To ask about the moral and behavioural effects of supermarkets is to face the general condition of the contemporary cyborg - a kind of accidental ignorance I call in The Virtuous Cyborg ‘shallow-sightedness’. We are unable (and unwilling) to attempt a full picture of the inconceivable vastness of our cybernetic networks. We fill a trolley unaware that we are sustaining the poverty of sugar farmers, funding sweat shops, or keeping animals in dire conditions. Perhaps we suspect our impact, but ease our consciences by not thinking about it, or try to navigate the minefield via notions of ‘fair trade’ or ‘ethical shopping’ that flatten the wide view of the network into something that feels more manageable.
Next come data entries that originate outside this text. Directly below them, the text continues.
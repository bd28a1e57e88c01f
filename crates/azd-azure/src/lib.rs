//! Narrow interfaces over the Azure control and data planes, plus REST
//! implementations of them.

pub mod account;
pub mod arm;
pub mod auth;
pub mod deployments;
pub mod devcenter;
pub mod error;
pub mod resource_types;
pub mod resources;
pub mod scope;

pub use account::{AccountService, Location, Subscription};
pub use arm::ArmClient;
pub use auth::{default_credential, StaticToken, TokenCache, TokenCredential};
pub use deployments::{
    DeploymentExtended, DeploymentOperation, DeploymentOutput, DeploymentProperties, DeploymentService,
    DeploymentTarget, OperationProperties, TargetResource, WhatIfChange,
};
pub use devcenter::{
    Catalog, DefinitionParameter, DefinitionParameterType, DevCenter, DevCenterClient,
    DevCenterEnvironment, DevCenterRestClient, EnvironmentDefinition, EnvironmentSpec,
    EnvironmentType, Project,
};
pub use error::AzureError;
pub use resources::{
    ApiManagement, AppConfiguration, AzureResource, KeyVault, ResourceGroupId, ResourceService,
};
pub use scope::Scope;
Mostly, out of sight is out of mind.

Humanity is blessed with the intelligence to solve great technical problems and implement systems on a scale of complexity that rivals the intricacies of the natural world. Yet we cyborgs are cursed with a lack of wisdom that springs at its heart from our elevation of the individual in a way that allows us to equate liberty with the freedom to choose from the shelves of the supermarket, emancipated to enrich the wealthy and exploit the planet. When the philosophers of the Enlightenment argued for our self-determination and liberty, I feel quite sure this servitude to the checkout was not quite what they had in mind.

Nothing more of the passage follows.